Minecraft creator Markus Persson (a.k.a. ‘Notch’) has announced sparse details on a new game he is working on with Swedish indie-game development house Mojang. Some details of the game were made available as an April fool’s joke, but it turns out the game, but not “Mars Effect” name, is real. The game, called 0x10c, will be science fiction, with spaceships, space battles, and a fully working computer system.
Writing on the game’s new website, Notch outlines the basics of how the game will be released:
The game is still extremely early in development, but like we did with Minecraft, we expect to release it early and let the players help me shape the game as it grows.
The cost of the game is still undecided, but it’s likely there will be a monthly fee for joining the Multiverse as we are going to emulate all computers and physics even when players aren’t logged in.
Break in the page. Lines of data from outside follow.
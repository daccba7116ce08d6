//! Terminal presenter: draws `ViewState` and turns terminal events into
//! `UiEvent`s.

use std::io::{self, Stdout};
use std::time::Duration;

use ratatui::crossterm::{
    event, execute,
    terminal::{self, disable_raw_mode, enable_raw_mode, EnterAlternateScreen, LeaveAlternateScreen},
};
use ratatui::{
    backend::CrosstermBackend,
    text::{Line, Span},
    widgets::{Block, Borders, List, ListItem, Paragraph},
    Frame, Terminal,
};
use tokio::sync::mpsc;
use tracing::debug;
use unicode_width::UnicodeWidthStr;

use crate::action::{self, UiEvent, HELP_FOOTER};
use crate::app_state::ViewState;
use crate::controller::Presenter;
use crate::theme::{
    style_accent, style_border, style_default, style_muted, style_playing, style_secondary,
    style_selected,
};
use crate::widgets::volume::draw_volume;

const INPUT_POLL: Duration = Duration::from_millis(100);

pub struct TerminalPresenter {
    terminal: Terminal<CrosstermBackend<Stdout>>,
}

impl TerminalPresenter {
    /// Switch the terminal to raw mode on the alternate screen.
    pub fn enter() -> anyhow::Result<Self> {
        enable_raw_mode()?;
        let mut stdout = io::stdout();
        execute!(stdout, EnterAlternateScreen)?;
        let mut terminal = Terminal::new(CrosstermBackend::new(stdout))?;
        terminal.hide_cursor()?;
        terminal.clear()?;
        debug!("ui: terminal entered");
        Ok(Self { terminal })
    }

    /// Give the terminal back.  Safe to call more than once.
    pub fn restore(&mut self) -> anyhow::Result<()> {
        disable_raw_mode()?;
        execute!(self.terminal.backend_mut(), LeaveAlternateScreen)?;
        self.terminal.show_cursor()?;
        Ok(())
    }

    pub fn size() -> anyhow::Result<(u16, u16)> {
        Ok(terminal::size()?)
    }
}

impl Presenter for TerminalPresenter {
    fn draw(&mut self, view: &ViewState) -> anyhow::Result<()> {
        self.terminal.draw(|frame| render(frame, view))?;
        Ok(())
    }
}

/// Forward terminal input until the receiver goes away.
pub fn spawn_input_reader(tx: mpsc::UnboundedSender<UiEvent>) {
    tokio::task::spawn_blocking(move || {
        while !tx.is_closed() {
            match event::poll(INPUT_POLL) {
                Ok(true) => {}
                Ok(false) => continue,
                Err(e) => {
                    debug!("ui: input poll failed: {}", e);
                    break;
                }
            }
            match event::read() {
                Ok(ev) => {
                    if let Some(evt) = action::ui_event_from(ev) {
                        if tx.send(evt).is_err() {
                            break;
                        }
                    }
                }
                Err(e) => {
                    debug!("ui: input read failed: {}", e);
                    break;
                }
            }
        }
        debug!("ui: input reader stopped");
    });
}

// ── rendering ─────────────────────────────────────────────────────────────────

pub fn render(frame: &mut Frame, view: &ViewState) {
    let g = &view.geometry;

    draw_now_playing(frame, view);
    draw_volume(frame, g.volume, &view.volume);
    draw_stations(frame, view);
    if let Some(area) = g.log {
        draw_log(frame, area, view);
    }

    let footer = Paragraph::new(Line::from(Span::styled(HELP_FOOTER, style_muted())));
    frame.render_widget(footer, g.footer);
}

fn draw_now_playing(frame: &mut Frame, view: &ViewState) {
    let area = view.geometry.now_playing;
    let label = "Currently playing: ";
    let max = (area.width as usize).saturating_sub(label.width());
    let line = Line::from(vec![
        Span::styled(label, style_secondary()),
        Span::styled(truncate(&view.now_playing, max), style_accent()),
    ]);
    frame.render_widget(Paragraph::new(line), area);
}

fn draw_stations(frame: &mut Frame, view: &ViewState) {
    let area = view.geometry.stations;
    let rows = view.geometry.station_rows();
    let inner_width = (area.width as usize).saturating_sub(4);

    let items: Vec<ListItem> = view
        .stations
        .visible_items(rows)
        .into_iter()
        .map(|(idx, name)| {
            let playing = view.playing == Some(idx);
            let marker = if playing { "▶ " } else { "  " };
            let mut style = if playing {
                style_playing()
            } else {
                style_default()
            };
            if idx == view.stations.selected {
                style = style_selected().patch(if playing {
                    style_playing()
                } else {
                    style_default()
                });
            }
            ListItem::new(Line::from(format!("{}{}", marker, truncate(name, inner_width))))
                .style(style)
        })
        .collect();

    let block = Block::default()
        .borders(Borders::ALL)
        .border_style(style_border())
        .title(Span::styled(" Stations ", style_secondary()));
    frame.render_widget(List::new(items).block(block), area);
}

fn draw_log(frame: &mut Frame, area: ratatui::layout::Rect, view: &ViewState) {
    let rows = view.geometry.log_rows();
    let inner_width = (area.width as usize).saturating_sub(2);
    let lines: Vec<Line> = view
        .log
        .window(rows)
        .into_iter()
        .map(|l| Line::from(Span::styled(truncate(l, inner_width), style_secondary())))
        .collect();

    let title = if view.log.scroll_back > 0 {
        format!(" Log (-{}) ", view.log.scroll_back)
    } else {
        " Log ".to_string()
    };
    let block = Block::default()
        .borders(Borders::ALL)
        .border_style(style_border())
        .title(Span::styled(title, style_secondary()));
    frame.render_widget(Paragraph::new(lines).block(block), area);
}

/// Cut `s` to at most `max` display columns.
fn truncate(s: &str, max: usize) -> String {
    if s.width() <= max {
        return s.to_string();
    }
    let mut out = String::new();
    let mut used = 0;
    for ch in s.chars() {
        let w = unicode_width::UnicodeWidthChar::width(ch).unwrap_or(0);
        if used + w > max {
            break;
        }
        used += w;
        out.push(ch);
    }
    out
}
Single player won’t have any recurring fees.
The game will be set in a parallel universe where the space race of the 20th century never ended and it became possible for people to put themselves out using a “deep sleep cell.” A computer glitch causes the sleep to last too long, and players wake up in the year 281,474,976,712,644. The alien world players will inhabit is near its end and is dominated by massive black holes.
Notch states that he wants to use “hard science fiction” for 0x10c, meaning he wants the setting to use science with a plausible theoretical baisis. In fact, he stated he wants experts to call him out and make corrections. He does concede, though, that it will probably be necessary to allow players a way to travel faster than the speed of light.
The game will feature space battles against against AI or other players, random encounters, landing on planets, “lots” of engineering, mining, trading, looting, and…duct tape. Players will be able to play on their own or connect with other players using “the multiverse.” Each ship in the game will be equipped with a generator with a fixed wattage, limiting the number of things the ship can do at once.
Following in the steps of Minecraft’s sandbox gameplay that allowed for such diverse creativity, the computer in the game is emulated, meaning users can program the 16 bit CPU any way they choose. This should make 0x10c a fantastic and eclectic creative space.
Notch also took to Twitter after his announcement, answering some questions the site left hanging:
@douglettx yes. And I won’t stop viruses, the players will have to do that themselves.
@notch You sir, are brilliant. I never realised just how badly I wanted to program the main computer of my own starship. What’re I/O specs?
@ignifluous I haven’t gotten that far yet. Thinking memory mapped message queue, maybe.